(Dataset items)
──────────

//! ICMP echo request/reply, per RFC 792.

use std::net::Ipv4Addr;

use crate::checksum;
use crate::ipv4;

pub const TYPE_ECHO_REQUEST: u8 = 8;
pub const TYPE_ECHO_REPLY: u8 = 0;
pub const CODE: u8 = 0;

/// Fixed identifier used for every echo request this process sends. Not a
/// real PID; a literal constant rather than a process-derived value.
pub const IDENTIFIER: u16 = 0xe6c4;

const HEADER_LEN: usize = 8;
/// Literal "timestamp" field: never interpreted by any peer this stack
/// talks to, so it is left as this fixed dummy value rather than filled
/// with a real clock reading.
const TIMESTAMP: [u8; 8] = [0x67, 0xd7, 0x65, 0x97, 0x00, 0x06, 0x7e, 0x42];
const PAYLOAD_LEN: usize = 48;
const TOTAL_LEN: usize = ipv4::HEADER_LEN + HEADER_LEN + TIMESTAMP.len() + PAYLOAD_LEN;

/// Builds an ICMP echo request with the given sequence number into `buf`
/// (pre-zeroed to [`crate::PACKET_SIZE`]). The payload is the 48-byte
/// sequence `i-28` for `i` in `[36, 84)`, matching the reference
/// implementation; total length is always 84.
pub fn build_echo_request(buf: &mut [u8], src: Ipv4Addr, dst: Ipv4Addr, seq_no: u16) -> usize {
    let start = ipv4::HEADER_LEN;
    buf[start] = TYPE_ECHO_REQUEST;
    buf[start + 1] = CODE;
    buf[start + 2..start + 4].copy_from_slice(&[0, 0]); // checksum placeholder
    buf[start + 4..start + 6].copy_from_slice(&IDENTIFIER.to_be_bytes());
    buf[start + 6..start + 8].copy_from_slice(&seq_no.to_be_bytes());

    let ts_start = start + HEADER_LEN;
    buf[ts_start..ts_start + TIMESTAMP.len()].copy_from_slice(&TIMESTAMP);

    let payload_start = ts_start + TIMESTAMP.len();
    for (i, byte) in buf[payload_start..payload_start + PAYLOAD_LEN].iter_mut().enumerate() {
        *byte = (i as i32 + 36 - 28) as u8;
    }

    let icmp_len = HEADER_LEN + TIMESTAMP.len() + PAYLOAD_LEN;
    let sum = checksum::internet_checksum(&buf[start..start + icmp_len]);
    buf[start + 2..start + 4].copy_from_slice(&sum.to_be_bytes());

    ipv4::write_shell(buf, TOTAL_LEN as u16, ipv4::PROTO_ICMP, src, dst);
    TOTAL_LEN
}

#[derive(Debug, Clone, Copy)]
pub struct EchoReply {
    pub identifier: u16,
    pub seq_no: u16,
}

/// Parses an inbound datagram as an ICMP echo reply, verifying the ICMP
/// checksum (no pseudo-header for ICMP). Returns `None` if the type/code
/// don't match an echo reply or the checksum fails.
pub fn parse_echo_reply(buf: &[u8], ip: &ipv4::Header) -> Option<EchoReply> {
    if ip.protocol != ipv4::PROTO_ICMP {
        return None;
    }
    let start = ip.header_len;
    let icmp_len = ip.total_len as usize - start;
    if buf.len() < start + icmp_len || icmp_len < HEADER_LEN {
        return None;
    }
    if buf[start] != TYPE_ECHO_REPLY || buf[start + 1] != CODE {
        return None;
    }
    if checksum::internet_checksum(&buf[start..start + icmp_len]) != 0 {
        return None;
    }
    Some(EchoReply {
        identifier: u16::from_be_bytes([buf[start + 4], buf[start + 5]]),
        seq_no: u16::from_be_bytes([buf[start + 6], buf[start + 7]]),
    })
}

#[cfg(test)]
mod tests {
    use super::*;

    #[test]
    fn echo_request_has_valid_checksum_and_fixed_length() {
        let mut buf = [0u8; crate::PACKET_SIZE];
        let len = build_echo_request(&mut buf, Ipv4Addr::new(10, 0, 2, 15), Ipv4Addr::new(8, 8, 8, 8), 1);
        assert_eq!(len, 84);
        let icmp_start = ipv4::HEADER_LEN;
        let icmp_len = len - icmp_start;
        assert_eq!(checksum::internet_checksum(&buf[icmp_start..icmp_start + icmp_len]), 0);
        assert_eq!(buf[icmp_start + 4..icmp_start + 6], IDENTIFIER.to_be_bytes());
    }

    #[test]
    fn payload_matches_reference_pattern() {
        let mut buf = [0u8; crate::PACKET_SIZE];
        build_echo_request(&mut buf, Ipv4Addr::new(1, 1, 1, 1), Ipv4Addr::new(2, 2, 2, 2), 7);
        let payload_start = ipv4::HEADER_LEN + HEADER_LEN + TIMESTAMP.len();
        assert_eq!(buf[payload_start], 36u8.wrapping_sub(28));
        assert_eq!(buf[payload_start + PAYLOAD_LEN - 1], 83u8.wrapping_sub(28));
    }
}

──────────

● Aim of the exercise:
Taking the lines above, repeat exactly those from the line that contains "const TOTAL_LEN: usize" through the line that contains "buf[start + 2..start + 4].copy_from_slice(&[0, 0]);", and both of those lines as well. Include nothing else.

● Task output:
const TOTAL_LEN: usize = ipv4::HEADER_LEN + HEADER_LEN + TIMESTAMP.len() + PAYLOAD_LEN;

/// Builds an ICMP echo request with the given sequence number into `buf`
/// (pre-zeroed to [`crate::PACKET_SIZE`]). The payload is the 48-byte
/// sequence `i-28` for `i` in `[36, 84)`, matching the reference
/// implementation; total length is always 84.
pub fn build_echo_request(buf: &mut [u8], src: Ipv4Addr, dst: Ipv4Addr, seq_no: u16) -> usize {
    let start = ipv4::HEADER_LEN;
    buf[start] = TYPE_ECHO_REQUEST;
    buf[start + 1] = CODE;
    buf[start + 2..start + 4].copy_from_slice(&[0, 0]); // checksum placeholder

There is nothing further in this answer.